[Records drawn from a dataset]

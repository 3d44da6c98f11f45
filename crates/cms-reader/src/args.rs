//! Shell-style argument splitting and quoting.
//!
//! Compile and link fragments in the reply are command-line snippets; they
//! are split with POSIX shell quoting rules.

/// Splits `input` into arguments.
///
/// Whitespace separates arguments. Single quotes are literal, double quotes
/// honor `\"`, `\\`, `\$` and `` \` `` escapes, and a backslash outside
/// quotes escapes the next character.
///
/// # Examples
///
/// ```
/// use cms_reader::split_args;
///
/// assert_eq!(
///     split_args(r#"-DNAME="a b" -I'/x y' -O2"#),
///     ["-DNAME=a b", "-I/x y", "-O2"],
/// );
/// ```
#[must_use]
pub fn split_args(input: &str) -> Vec<String> {
    let mut args = Vec::new();
    let mut current = String::new();
    let mut in_arg = false;
    let mut chars = input.chars();

    while let Some(c) = chars.next() {
        match c {
            c if c.is_whitespace() => {
                if in_arg {
                    args.push(std::mem::take(&mut current));
                    in_arg = false;
                }
            }
            '\'' => {
                in_arg = true;
                for q in chars.by_ref() {
                    if q == '\'' {
                        break;
                    }
                    current.push(q);
                }
            }
            '"' => {
                in_arg = true;
                while let Some(q) = chars.next() {
                    match q {
                        '"' => break,
                        '\\' => match chars.next() {
                            Some(e @ ('"' | '\\' | '$' | '`')) => current.push(e),
                            Some(e) => {
                                current.push('\\');
                                current.push(e);
                            }
                            None => current.push('\\'),
                        },
                        _ => current.push(q),
                    }
                }
            }
            '\\' => {
                in_arg = true;
                if let Some(e) = chars.next() {
                    current.push(e);
                }
            }
            _ => {
                in_arg = true;
                current.push(c);
            }
        }
    }
    if in_arg {
        args.push(current);
    }
    args
}

/// Quotes `arg` for display in a shell command line.
#[must_use]
pub fn quote_arg(arg: &str) -> String {
    let safe = !arg.is_empty()
        && arg
            .chars()
            .all(|c| c.is_ascii_alphanumeric() || "-_=+:,./@%".contains(c));
    if safe {
        arg.to_owned()
    } else {
        format!("'{}'", arg.replace('\'', r"'\''"))
    }
}

/// Joins arguments into a displayable command line.
#[must_use]
pub fn join_args<S: AsRef<str>>(args: &[S]) -> String {
    args.iter()
        .map(|a| quote_arg(a.as_ref()))
        .collect::<Vec<_>>()
        .join(" ")
}

#[cfg(test)]
mod tests {
    use super::*;

    #[test]
    fn test_split_plain() {
        assert_eq!(split_args("  -g   -O0\t-Wall\n"), ["-g", "-O0", "-Wall"]);
        assert!(split_args("").is_empty());
        assert!(split_args("   ").is_empty());
    }

    #[test]
    fn test_split_quotes() {
        assert_eq!(split_args(r#"-D'A=1 2'"#), ["-DA=1 2"]);
        assert_eq!(split_args(r#""""#), [""]);
        assert_eq!(split_args(r#"-DV=\"x\""#), [r#"-DV="x""#]);
        assert_eq!(split_args(r#""a\nb""#), [r"a\nb"]);
        assert_eq!(split_args(r"a\ b c"), ["a b", "c"]);
    }

    #[test]
    fn test_split_unterminated_quote_keeps_text() {
        assert_eq!(split_args("'abc"), ["abc"]);
    }

    #[test]
    fn test_quote_and_join() {
        assert_eq!(quote_arg("-DCMAKE_BUILD_TYPE:STRING=Debug"), "-DCMAKE_BUILD_TYPE:STRING=Debug");
        assert_eq!(quote_arg("a b"), "'a b'");
        assert_eq!(quote_arg(""), "''");
        assert_eq!(quote_arg("it's"), r"'it'\''s'");
        assert_eq!(join_args(&["cmake", "-G", "Unix Makefiles"]), "cmake -G 'Unix Makefiles'");
    }
}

* WHAT IS NEEDED
Only the lines above that hold "command" are wanted. Show every one of them.

* SOLUTION BELOW
//! Compile and link fragments in the reply are command-line snippets; they
/// Quotes `arg` for display in a shell command line.
/// Joins arguments into a displayable command line.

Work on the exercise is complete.